L'indépendance financière des femmes : un enjeu encore à conquérir

Il y a soixante ans, la France mettait fin à une absurdité juridique qui confinait les femmes à la dépendance économique. Or des progrès restent à faire.

Il y a soixante ans, la France mettait fin à une absurdité juridique qui confinait les femmes à la dépendance économique. La loi de juillet 1965 leur permettait enfin d’ouvrir un compte bancaire et de travailler sans l’autorisation de leur mari. Ce progrès, obtenu au prix de décennies de luttes, marquait un tournant décisif dans la conquête de l’indépendance financière. 

En 2015, à l’occasion du cinquantième anniversaire de cette loi, beaucoup pointaient déjà les limites d’une égalité purement théorique. Dix ans plus tard, force est de constater que les écarts économiques, patrimoniaux et sociaux n’ont que très peu reculé. Ce que nous n'avons pas fait en dix ans, il devient urgent de l'accomplir maintenant. 

Des écarts qui résistent, malgré les apparences de progrès 

Les chiffres sont sans ambiguïté. En 2023, l’écart salarial entre les femmes et les hommes atteint encore 22,2 %. Une évolution dérisoire par rapport aux 23,7 % observés en 2015. Sur les postes comparables, l’écart est légèrement réduit mais reste à 3,8 %, preuve que l’égalité de traitement, pourtant inscrite dans la loi, demeure théorique dans bien des entreprises. Le patrimoine, levier essentiel d’indépendance, révèle la même inertie. 
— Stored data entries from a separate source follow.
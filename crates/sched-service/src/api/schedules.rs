//! Schedule CRUD + pause/resume.

use axum::extract::{Path, State};
use axum::http::StatusCode;
use axum::response::{IntoResponse, Json};
use serde::Deserialize;
use uuid::Uuid;

use sched_domain::{Schedule, ScheduleStatus, ScheduleType};
use sched_trigger::validation::validate_schedule_fields;

use crate::api::api_error;
use crate::state::AppState;

pub async fn list_schedules(State(state): State<AppState>) -> impl IntoResponse {
    let schedules = state.store.list_schedules().await;
    Json(serde_json::json!({ "schedules": schedules, "count": schedules.len() }))
}

pub async fn get_schedule(State(state): State<AppState>, Path(id): Path<Uuid>) -> impl IntoResponse {
    match state.store.get_schedule(&id).await {
        Some(schedule) => {
            let next = sched_trigger::next_fire(&schedule, None, state.tz);
            Json(serde_json::json!({ "schedule": schedule, "next_fire_at": next })).into_response()
        }
        None => api_error(StatusCode::NOT_FOUND, "schedule not found"),
    }
}

#[derive(Debug, Deserialize)]
pub struct CreateScheduleRequest {
    pub name: String,
    pub target_id: Uuid,
    pub schedule_type: ScheduleType,
    #[serde(default)]
    pub interval_seconds: Option<u32>,
    #[serde(default)]
    pub cron_expression: Option<String>,
    #[serde(default)]
    pub start_at: Option<chrono::DateTime<chrono::Utc>>,
    #[serde(default)]
    pub duration_seconds: Option<u64>,
    #[serde(default)]
    pub max_runs: Option<u64>,
}

pub async fn create_schedule(
    State(state): State<AppState>,
    Json(req): Json<CreateScheduleRequest>,
) -> impl IntoResponse {
    if state.store.get_target(&req.target_id).await.is_none() {
        return api_error(StatusCode::BAD_REQUEST, "target_id does not reference an existing target");
    }

    if let Err(msg) = validate_schedule_fields(
        req.schedule_type,
        req.interval_seconds,
        req.cron_expression.as_deref(),
        req.duration_seconds,
        req.max_runs,
    ) {
        return api_error(StatusCode::BAD_REQUEST, msg);
    }

    let now = chrono::Utc::now();
    let schedule = Schedule {
        id: Uuid::new_v4(),
        name: req.name,
        target_id: req.target_id,
        schedule_type: req.schedule_type,
        interval_seconds: req.interval_seconds,
        cron_expression: req.cron_expression,
        start_at: req.start_at.unwrap_or(now),
        duration_seconds: req.duration_seconds,
        max_runs: req.max_runs,
        status: ScheduleStatus::Active,
        runs_count: 0,
        next_run_at: None,
        consecutive_failures: 0,
        last_error: None,
        last_error_at: None,
        created_at: now,
        updated_at: now,
    };

    let created = match state.store.create_schedule(schedule).await {
        Ok(created) => created,
        Err(e) => return api_error(StatusCode::INTERNAL_SERVER_ERROR, e.to_string()),
    };

    state.scheduler.on_schedule_created(created.id).await;

    (StatusCode::CREATED, Json(serde_json::json!({ "schedule": created }))).into_response()
}

#[derive(Debug, Deserialize)]
pub struct UpdateScheduleRequest {
    pub name: Option<String>,
    pub schedule_type: Option<ScheduleType>,
    pub interval_seconds: Option<Option<u32>>,
    pub cron_expression: Option<Option<String>>,
    pub duration_seconds: Option<Option<u64>>,
    pub max_runs: Option<Option<u64>>,
}

pub async fn update_schedule(
    State(state): State<AppState>,
    Path(id): Path<Uuid>,
    Json(req): Json<UpdateScheduleRequest>,
) -> impl IntoResponse {
    let Some(existing) = state.store.get_schedule(&id).await else {
        return api_error(StatusCode::NOT_FOUND, "schedule not found");
    };

    let schedule_type = req.schedule_type.unwrap_or(existing.schedule_type);
    let interval_seconds = req.interval_seconds.unwrap_or(existing.interval_seconds);
    let cron_expression = req
        .cron_expression
        .clone()
        .unwrap_or_else(|| existing.cron_expression.clone());
    let duration_seconds = req.duration_seconds.unwrap_or(existing.duration_seconds);
    let max_runs = req.max_runs.unwrap_or(existing.max_runs);

    if let Err(msg) = validate_schedule_fields(
        schedule_type,
        interval_seconds,
        cron_expression.as_deref(),
        duration_seconds,
        max_runs,
    ) {
        return api_error(StatusCode::BAD_REQUEST, msg);
    }

    let now = chrono::Utc::now();
    let updated = state
        .store
        .update_schedule(&id, |s| {
            if let Some(name) = req.name {
                s.name = name;
            }
            s.schedule_type = schedule_type;
            s.interval_seconds = interval_seconds;
            s.cron_expression = cron_expression;
            s.duration_seconds = duration_seconds;
            s.max_runs = max_runs;
            s.updated_at = now;
        })
        .await;

    let Some(updated) = updated else {
        return api_error(StatusCode::NOT_FOUND, "schedule not found");
    };

    state.scheduler.on_schedule_updated(id).await;

    Json(serde_json::json!({ "schedule": updated })).into_response()
}

pub async fn pause_schedule(State(state): State<AppState>, Path(id): Path<Uuid>) -> impl IntoResponse {
    if state.store.get_schedule(&id).await.is_none() {
        return api_error(StatusCode::NOT_FOUND, "schedule not found");
    }
    state.scheduler.on_schedule_paused(id).await;
    match state.store.get_schedule(&id).await {
        Some(schedule) => Json(serde_json::json!({ "schedule": schedule })).into_response(),
        None => api_error(StatusCode::NOT_FOUND, "schedule not found"),
    }
}

pub async fn resume_schedule(State(state): State<AppState>, Path(id): Path<Uuid>) -> impl IntoResponse {
    if state.store.get_schedule(&id).await.is_none() {
        return api_error(StatusCode::NOT_FOUND, "schedule not found");
    }
    state.scheduler.on_schedule_resumed(id).await;
    match state.store.get_schedule(&id).await {
        Some(schedule) => Json(serde_json::json!({ "schedule": schedule })).into_response(),
        None => api_error(StatusCode::NOT_FOUND, "schedule not found"),
    }
}

/// Disarms before the Store row disappears, per the same lifecycle
/// invariant as Target deletion.
pub async fn delete_schedule(State(state): State<AppState>, Path(id): Path<Uuid>) -> impl IntoResponse {
    if state.store.get_schedule(&id).await.is_none() {
        return api_error(StatusCode::NOT_FOUND, "schedule not found");
    }
    state.scheduler.on_schedule_deleted(id).await;
    let deleted = state.store.delete_schedule(&id).await;
    Json(serde_json::json!({ "deleted": deleted })).into_response()
}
Les femmes disposent en moyenne de 16,3 % de patrimoine en moins que les hommes, un chiffre qui n’a pratiquement pas bougé depuis dix ans. Cette stagnation illustre la lenteur, voire la complaisance, avec laquelle notre société traite la question de l’égalité économique. 

L’investissement, entre espoir et freins persistants 

L’investissement financier, qui devrait être un formidable accélérateur d’autonomie, illustre les mêmes inégalités. Il est vrai que la participation des femmes progresse. En 2015, elles représentaient moins de 10 % des nouveaux investisseurs. En 2024, elles sont 36 %, un signe encourageant. Mais derrière ces apparences, la réalité reste préoccupante. Les femmes privilégient encore massivement des produits d’épargne prudents et faiblement rémunérateurs. Moins de 8 % détiennent un Plan d’Épargne en Actions, contre 16 % des hommes. Seules 18 % possèdent une assurance-vie, contre 21 % des hommes. 

Ces écarts s’expliquent en grande partie par un déficit d’éducation financière. Selon l’OCDE, les femmes obtiennent un score moyen de 5 sur 7 en littératie financière, contre 5,4 pour les hommes. Ces écarts, qui paraissent marginaux, ont des conséquences directes sur la capacité des femmes à faire croître leur patrimoine, sécuriser leur avenir et accéder à une réelle indépendance économique. 

Derrière les discours d’égalité, la réalité du womenwashing 

Face à ces constats, le discours des entreprises sur l’égalité semble bien souvent relever de l’exercice de communication. Le fameux Index de l’Égalité Professionnelle affiche un score moyen de 88 sur

100 en 2024, mais seuls 2 % des entreprises atteignent le score maximal, et les sanctions prévues en cas de non-respect restent rares et symboliques. Dans les organes de décision, les femmes peinent à briser le plafond de verre. Elles ne représentent que 27 % des membres des comités exécutifs des grandes entreprises françaises, et seulement 24 % des personnes occupant les postes les mieux rémunérés. Derrière les engagements de façade et les discours bien rodés, le womenwashing prospère, entretenant l’illusion du progrès. 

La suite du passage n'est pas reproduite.